PCB廃棄物の処理について伺う。「ア 推進指導費」において、「県内事業所におけるPCB含有機器の保有状況を把握するためのアンケート調査を実施した。」とあるが、県内事業所におけるPCB廃棄物の処理について県はこれまでどのような事業を行ってきたか、お尋ねする。
【廃棄物監視指導室長】
平成13年7月に「PCB廃棄物の適正な処理の推進に関する特別措置法」が施行されて以降、県は、事業者向けの説明会、パンフレットの配布、各種広報誌への掲載など、PCBの適正処理に向けて、広く啓発をしてきた。
更に本県は、法令で定められた期間までにPCB廃棄物等の処理が完了するよう、使用・保管事業者を把握するための掘り起こし調査を進めており、平成25年度に自家用電気工作物設置者27,874者に対して、PCB含有の変圧器、コンデンサーの保管・使用状況等のアンケート調査を実施した。このうち、未回答者など13,182者に対して平成28年度に再度、アンケート調査を実施した。
アンケート調査の結果、PCB含有の変圧器等を所有し、PCB特別措置法に基づく届出を実施していない事業者に対しては、立入調査などにより届出を指導するとともに、高濃度PCB変圧器、コンデンサーについては平成34年3月31日まで、安定器等については平成33年3月31日までと法令で定められた期間までに確実に処理されるよう、更に処理するまで適正に保管されるよう指導を行っている。
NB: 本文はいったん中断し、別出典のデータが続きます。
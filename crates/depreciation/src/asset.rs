use chrono::NaiveDate;
use serde::{Deserialize, Serialize};

use assetbook_core::{AssetId, DomainError, Entity, Money};

use crate::error::{DepreciationError, SkipReason};

/// Amortization formula applied to an asset.
#[derive(Debug, Clone, Copy, PartialEq, Eq, Hash, Serialize, Deserialize)]
#[serde(rename_all = "snake_case")]
pub enum DepreciationMethod {
    StraightLine,
    DecliningBalance,
    DoubleDeclining,
    SumOfYearsDigits,
    ServiceHours,
    ProductiveOutput,
}

impl DepreciationMethod {
    /// Usage-based methods process exactly one period per run from supplied usage.
    pub fn is_usage_based(self) -> bool {
        matches!(
            self,
            DepreciationMethod::ServiceHours | DepreciationMethod::ProductiveOutput
        )
    }

    pub fn as_str(self) -> &'static str {
        match self {
            DepreciationMethod::StraightLine => "straight_line",
            DepreciationMethod::DecliningBalance => "declining_balance",
            DepreciationMethod::DoubleDeclining => "double_declining",
            DepreciationMethod::SumOfYearsDigits => "sum_of_years_digits",
            DepreciationMethod::ServiceHours => "service_hours",
            DepreciationMethod::ProductiveOutput => "productive_output",
        }
    }
}

impl core::fmt::Display for DepreciationMethod {
    fn fmt(&self, f: &mut core::fmt::Formatter<'_>) -> core::fmt::Result {
        f.write_str(self.as_str())
    }
}

impl core::str::FromStr for DepreciationMethod {
    type Err = DomainError;

    fn from_str(s: &str) -> Result<Self, Self::Err> {
        match s.trim().to_lowercase().as_str() {
            "straight_line" => Ok(DepreciationMethod::StraightLine),
            "declining_balance" => Ok(DepreciationMethod::DecliningBalance),
            "double_declining" => Ok(DepreciationMethod::DoubleDeclining),
            "sum_of_years_digits" => Ok(DepreciationMethod::SumOfYearsDigits),
            "service_hours" => Ok(DepreciationMethod::ServiceHours),
            "productive_output" => Ok(DepreciationMethod::ProductiveOutput),
            other => Err(DomainError::validation(format!(
                "unknown depreciation method '{other}'"
            ))),
        }
    }
}

/// Lifecycle status of an asset. Only `Active` assets depreciate.
#[derive(Debug, Clone, Copy, PartialEq, Eq, Hash, Serialize, Deserialize)]
#[serde(rename_all = "lowercase")]
pub enum AssetStatus {
    Active,
    Inactive,
    Disposed,
}

impl AssetStatus {
    pub fn as_str(self) -> &'static str {
        match self {
            AssetStatus::Active => "active",
            AssetStatus::Inactive => "inactive",
            AssetStatus::Disposed => "disposed",
        }
    }
}

impl core::str::FromStr for AssetStatus {
    type Err = DomainError;

    fn from_str(s: &str) -> Result<Self, Self::Err> {
        match s.trim().to_lowercase().as_str() {
            "active" => Ok(AssetStatus::Active),
            "inactive" => Ok(AssetStatus::Inactive),
            "disposed" => Ok(AssetStatus::Disposed),
            other => Err(DomainError::validation(format!("unknown asset status '{other}'"))),
        }
    }
}

/// Depreciation-relevant projection of a fixed asset.
///
/// Registration and the rest of the asset record live in the wider system; the
/// engine reads these fields and writes back `current_book_value` and
/// `accumulated_depreciation` after a run.
#[derive(Debug, Clone, PartialEq, Eq, Serialize, Deserialize)]
pub struct Asset {
    pub id: AssetId,
    pub code: String,
    pub name: String,
    pub acquisition_cost: Money,
    pub salvage_value: Money,
    pub useful_life_months: u32,
    pub estimated_service_hours: Option<u64>,
    pub estimated_total_production: Option<u64>,
    pub method: DepreciationMethod,
    pub acquisition_date: Option<NaiveDate>,
    pub depreciation_start_date: Option<NaiveDate>,
    pub current_book_value: Money,
    pub accumulated_depreciation: Money,
    pub status: AssetStatus,
}

impl Entity for Asset {
    type Id = AssetId;

    fn id(&self) -> &Self::Id {
        &self.id
    }
}

impl Asset {
    /// A freshly registered, active asset with nothing depreciated yet.
    pub fn new(
        code: impl Into<String>,
        method: DepreciationMethod,
        acquisition_cost: Money,
        salvage_value: Money,
    ) -> Self {
        let code = code.into();
        Self {
            id: AssetId::new(),
            name: code.clone(),
            code,
            acquisition_cost,
            salvage_value,
            useful_life_months: 0,
            estimated_service_hours: None,
            estimated_total_production: None,
            method,
            acquisition_date: None,
            depreciation_start_date: None,
            current_book_value: acquisition_cost,
            accumulated_depreciation: Money::ZERO,
            status: AssetStatus::Active,
        }
    }

    pub fn with_id(mut self, id: AssetId) -> Self {
        self.id = id;
        self
    }

    pub fn with_useful_life(mut self, months: u32) -> Self {
        self.useful_life_months = months;
        self
    }

    pub fn with_start_date(mut self, date: NaiveDate) -> Self {
        self.depreciation_start_date = Some(date);
        self
    }

    pub fn with_acquisition_date(mut self, date: NaiveDate) -> Self {
        self.acquisition_date = Some(date);
        self
    }

    pub fn with_service_hours(mut self, hours: u64) -> Self {
        self.estimated_service_hours = Some(hours);
        self
    }

    pub fn with_total_production(mut self, units: u64) -> Self {
        self.estimated_total_production = Some(units);
        self
    }

    pub fn with_status(mut self, status: AssetStatus) -> Self {
        self.status = status;
        self
    }

    /// Overwrite the running totals (e.g. a manual correction). Book value follows.
    pub fn with_accumulated(mut self, accumulated: Money) -> Self {
        self.accumulated_depreciation = accumulated;
        self.current_book_value = self.acquisition_cost - accumulated;
        self
    }

    /// Date the schedule starts from: the explicit start date, else acquisition.
    pub fn depreciation_start(&self) -> Option<NaiveDate> {
        self.depreciation_start_date.or(self.acquisition_date)
    }

    pub fn depreciable_base(&self) -> Money {
        self.acquisition_cost - self.salvage_value
    }

    /// Active and not yet written down to salvage.
    pub fn eligibility(&self) -> Result<(), SkipReason> {
        if self.status != AssetStatus::Active {
            return Err(SkipReason::Inactive(self.status));
        }
        if self.current_book_value <= self.salvage_value {
            return Err(SkipReason::FullyDepreciated);
        }
        Ok(())
    }

    /// Amount invariants the clamp cannot repair.
    pub fn check_amounts(&self) -> Result<(), DepreciationError> {
        if self.salvage_value.is_negative() {
            return Err(DepreciationError::inconsistent(self.id, "salvage value is negative"));
        }
        if self.acquisition_cost < self.salvage_value {
            return Err(DepreciationError::inconsistent(
                self.id,
                format!(
                    "acquisition cost {} is below salvage value {}",
                    self.acquisition_cost, self.salvage_value
                ),
            ));
        }
        if self.accumulated_depreciation.is_negative() {
            return Err(DepreciationError::inconsistent(
                self.id,
                "accumulated depreciation is negative",
            ));
        }
        Ok(())
    }
}

#[cfg(test)]
mod tests {
    use super::*;

    fn asset() -> Asset {
        Asset::new(
            "FA-001",
            DepreciationMethod::StraightLine,
            Money::from_major(12_000_000),
            Money::ZERO,
        )
        .with_useful_life(12)
    }

    #[test]
    fn method_names_round_trip() {
        for m in [
            DepreciationMethod::StraightLine,
            DepreciationMethod::DecliningBalance,
            DepreciationMethod::DoubleDeclining,
            DepreciationMethod::SumOfYearsDigits,
            DepreciationMethod::ServiceHours,
            DepreciationMethod::ProductiveOutput,
        ] {
            assert_eq!(m.as_str().parse::<DepreciationMethod>().unwrap(), m);
            let json = serde_json::to_string(&m).unwrap();
            assert_eq!(json, format!("\"{}\"", m.as_str()));
        }
    }

    #[test]
    fn start_date_falls_back_to_acquisition() {
        let acquired = NaiveDate::from_ymd_opt(2025, 3, 10).unwrap();
        let a = asset().with_acquisition_date(acquired);
        assert_eq!(a.depreciation_start(), Some(acquired));

        let corrected = NaiveDate::from_ymd_opt(2025, 5, 1).unwrap();
        let a = a.with_start_date(corrected);
        assert_eq!(a.depreciation_start(), Some(corrected));
    }

    #[test]
    fn inactive_and_fully_depreciated_are_not_eligible() {
        assert!(asset().eligibility().is_ok());
        assert_eq!(
            asset().with_status(AssetStatus::Disposed).eligibility(),
            Err(SkipReason::Inactive(AssetStatus::Disposed))
        );
        assert_eq!(
            asset().with_accumulated(Money::from_major(12_000_000)).eligibility(),
            Err(SkipReason::FullyDepreciated)
        );
    }

    #[test]
    fn salvage_above_cost_is_inconsistent() {
        let mut a = asset();
        a.salvage_value = Money::from_major(13_000_000);
        assert!(matches!(
            a.check_amounts(),
            Err(DepreciationError::InconsistentState { .. })
        ));
    }
}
処分期間までにPCBを確実に処分するため、今後、県はどのような事業を行っていくのか。
特に中小企業にとっては大きな費用負担となり、処理に難色を示す中小企業もいると思われるが、どのような対策を進めていくか、お尋ねする。
【廃棄物監視指導室長】
今後とも啓発に努めるとともに、掘り起こし調査や立入検査を進めていく。更に、環境省、経済産業省、中間貯蔵・環境安全事業(株)(JESCO)などの関係機関との連携を一層強化し、確実な処理の実現を図っていく。
中小企業に対しては、本県も出えんしている「PCB廃棄物処理基金」から、法人には処理費用の70%が、個人事業主には95%が軽減される。
中小企業に対しては、立入調査実施時に負担軽減措置について説明するとともに、処分期間を過ぎると事実上処分することができなくなることを丁寧に説明することなどにより、処分期間内の処理に理解を得ていきたいと考えている。
「県有施設PCB廃棄物処理費」が、平成27年度に比べて大きく増額されている。
県有施設PCB廃棄物はこれまでどれだけ処理されており、今後、処理する量はどのくらいか、お尋ねする。
【廃棄物監視指導室長】
県(知事部局、教育委員会、県警本部、病院事業庁、企業庁、公立大学法人)が有する高濃度PCB廃棄物のうち、変圧器及びコンデンサーについては、平成28年度までに553台を処理しており、28年度末で34台を保管している。
県が有する安定器については平成28年度から処理を開始しており、28年度に2,943kgを処理し、28年度末で152,600kgを保管している。
平成28年度の処理費が27年度に比べて大きく増額しているのは、本県内の安定器の処理についてJESCOの受入れが平成27年度から開始されたことから、本県では28年度から安定器の処理を開始したことによるものである。
平成28年度末で、県有施設PCB廃棄物のうち変圧器及びコンデンサーについては34台、安定器については152,600kgが保管中との説明があったが、処分期間までに全てを処理できるのか、お尋ねする。
【廃棄物監視指導室長】
変圧器及びコンデンサーは平成34年3月末の処分期間、安定器は平成33年3月末の処分期間に向けて、計画的に処理を進めていく。